### TO DO
Locate and copy each line in the data that contains the word "await".

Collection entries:
- - - - -

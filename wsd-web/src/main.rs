//! Servidor web Axum com WebSocket para visualização da desambiguação em tempo real

use axum::{
    extract::{
        ws::{Message, WebSocket, WebSocketUpgrade},
        State,
    },
    http::StatusCode,
    response::{Html, IntoResponse, Json},
    routing::{get, post},
    Router,
};
use serde::{Deserialize, Serialize};
use std::sync::Arc;
use tower_http::cors::{Any, CorsLayer};
use tracing::{error, info};
use tracing_subscriber::EnvFilter;
use wsd_core::{
    corpus::{demo_texts, get_corpus},
    results::AnnotatedToken,
    token::reindex,
    Disambiguator, DisambiguationResults, ParseGraph, PipelineEvent, Token, WsdConfig,
};

/// Estado compartilhado da aplicação
struct AppState {
    wsd: Disambiguator,
}

/// Corpo de `/disambiguate` e das mensagens WebSocket.
///
/// O cliente manda os tokens já marcados ou o id de um comando do corpus.
#[derive(Deserialize)]
struct DisambiguateRequest {
    #[serde(default)]
    tokens: Option<Vec<Token>>,
    #[serde(default)]
    sentence: Option<String>,
}

impl DisambiguateRequest {
    fn into_tokens(self) -> Option<Vec<Token>> {
        if let Some(tokens) = self.tokens {
            return Some(tokens);
        }
        let id = self.sentence?;
        get_corpus()
            .iter()
            .find(|s| s.id == id)
            .map(|s| s.to_tokens())
    }
}

#[derive(Serialize)]
struct DisambiguateResponse {
    annotated_tokens: Vec<AnnotatedToken>,
    results: DisambiguationResults,
    total_tokens: usize,
}

#[tokio::main]
async fn main() -> Result<(), Box<dyn std::error::Error>> {
    tracing_subscriber::fmt()
        .with_env_filter(EnvFilter::try_from_default_env().unwrap_or_else(|_| EnvFilter::new("info")))
        .init();

    let config = match std::env::var("WSD_CONFIG") {
        Ok(path) => WsdConfig::from_path(path)?,
        Err(_) => WsdConfig::from_env()?,
    };
    let wsd = config.build().map_err(|e| {
        error!(error = %e, "não foi possível carregar o classificador");
        e
    })?;
    let state = Arc::new(AppState { wsd });

    let cors = CorsLayer::new()
        .allow_origin(Any)
        .allow_methods(Any)
        .allow_headers(Any);

    let app = Router::new()
        .route("/", get(index_handler))
        .route("/disambiguate", post(disambiguate_handler))
        .route("/ws", get(ws_handler))
        .route("/demo-texts", get(demo_texts_handler))
        .layer(cors)
        .with_state(state);

    let addr = std::env::var("WSD_ADDR").unwrap_or_else(|_| "0.0.0.0:3000".to_string());
    let listener = tokio::net::TcpListener::bind(&addr).await?;
    info!("Servidor WSD iniciado em http://{addr}");
    axum::serve(listener, app).await?;
    Ok(())
}

/// Retorna a página principal HTML
async fn index_handler() -> impl IntoResponse {
    Html(include_str!("templates/index.html"))
}

/// Desambiguação via HTTP POST (sem streaming)
async fn disambiguate_handler(
    State(state): State<Arc<AppState>>,
    Json(req): Json<DisambiguateRequest>,
) -> impl IntoResponse {
    let Some(mut tokens) = req.into_tokens().filter(|t| !t.is_empty()) else {
        return (
            StatusCode::BAD_REQUEST,
            Json(serde_json::json!({"error": "Sentença vazia ou desconhecida"})),
        )
            .into_response();
    };

    reindex(&mut tokens);
    let graph = ParseGraph::from_tokens(tokens.clone());
    let state_for_task = Arc::clone(&state);
    let outcome = tokio::task::spawn_blocking(move || state_for_task.wsd.disambiguate_graph(&graph)).await;

    match outcome {
        Ok(Ok(results)) => Json(DisambiguateResponse {
            annotated_tokens: results.annotate(&tokens),
            total_tokens: tokens.len(),
            results,
        })
        .into_response(),
        Ok(Err(e)) => (
            StatusCode::UNPROCESSABLE_ENTITY,
            Json(serde_json::json!({"error": e.to_string()})),
        )
            .into_response(),
        Err(e) => (
            StatusCode::INTERNAL_SERVER_ERROR,
            Json(serde_json::json!({"error": e.to_string()})),
        )
            .into_response(),
    }
}

/// Retorna os comandos de demonstração
async fn demo_texts_handler() -> impl IntoResponse {
    let texts: Vec<serde_json::Value> = demo_texts()
        .iter()
        .map(|(id, text)| {
            serde_json::json!({
                "id": id,
                "text": text
            })
        })
        .collect();
    Json(texts)
}

/// Upgrade HTTP → WebSocket
async fn ws_handler(
    ws: WebSocketUpgrade,
    State(state): State<Arc<AppState>>,
) -> impl IntoResponse {
    ws.on_upgrade(move |socket| handle_websocket(socket, state))
}

/// Lógica do WebSocket: recebe a sentença, executa o pipeline e envia os eventos
async fn handle_websocket(mut socket: WebSocket, state: Arc<AppState>) {
    info!("WebSocket conectado");

    while let Some(Ok(msg)) = socket.recv().await {
        match msg {
            Message::Text(text) => {
                // JSON {tokens | sentence}; texto puro é tratado como id do corpus
                let request = serde_json::from_str::<DisambiguateRequest>(&text).unwrap_or(DisambiguateRequest {
                    tokens: None,
                    sentence: Some(text.trim().to_string()),
                });
                let Some(tokens) = request.into_tokens().filter(|t| !t.is_empty()) else {
                    let event = PipelineEvent::Error {
                        message: "Sentença vazia ou desconhecida".to_string(),
                    };
                    if let Ok(json) = serde_json::to_string(&event) {
                        let _ = socket.send(Message::Text(json)).await;
                    }
                    continue;
                };

                info!("Desambiguando via WebSocket: {} tokens", tokens.len());

                // O pipeline é síncrono: roda fora do runtime
                let (tx_std, rx_std) = std::sync::mpsc::channel::<PipelineEvent>();
                let state_for_thread = Arc::clone(&state);
                let handle = tokio::task::spawn_blocking(move || {
                    let graph = ParseGraph::from_tokens(tokens);
                    state_for_thread.wsd.disambiguate_streaming(&graph, tx_std);
                });
                handle.await.ok();

                let events: Vec<PipelineEvent> = rx_std.try_iter().collect();
                for event in &events {
                    if let Ok(json) = serde_json::to_string(event) {
                        if socket.send(Message::Text(json)).await.is_err() {
                            return; // cliente desconectou
                        }
                        // Pequena pausa para animação visual (passo a passo)
                        tokio::time::sleep(tokio::time::Duration::from_millis(35)).await;
                    }
                }
            }
            Message::Close(_) => {
                info!("WebSocket desconectado");
                return;
            }
            Message::Ping(payload) => {
                let _ = socket.send(Message::Pong(payload)).await;
            }
            _ => {}
        }
    }
}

- - - - -

### RESULT OF THIS TASK
    let listener = tokio::net::TcpListener::bind(&addr).await?;
    axum::serve(listener, app).await?;
    let outcome = tokio::task::spawn_blocking(move || state_for_task.wsd.disambiguate_graph(&graph)).await;
    while let Some(Ok(msg)) = socket.recv().await {
                        let _ = socket.send(Message::Text(json)).await;
                handle.await.ok();
                        if socket.send(Message::Text(json)).await.is_err() {
                        tokio::time::sleep(tokio::time::Duration::from_millis(35)).await;
                let _ = socket.send(Message::Pong(payload)).await;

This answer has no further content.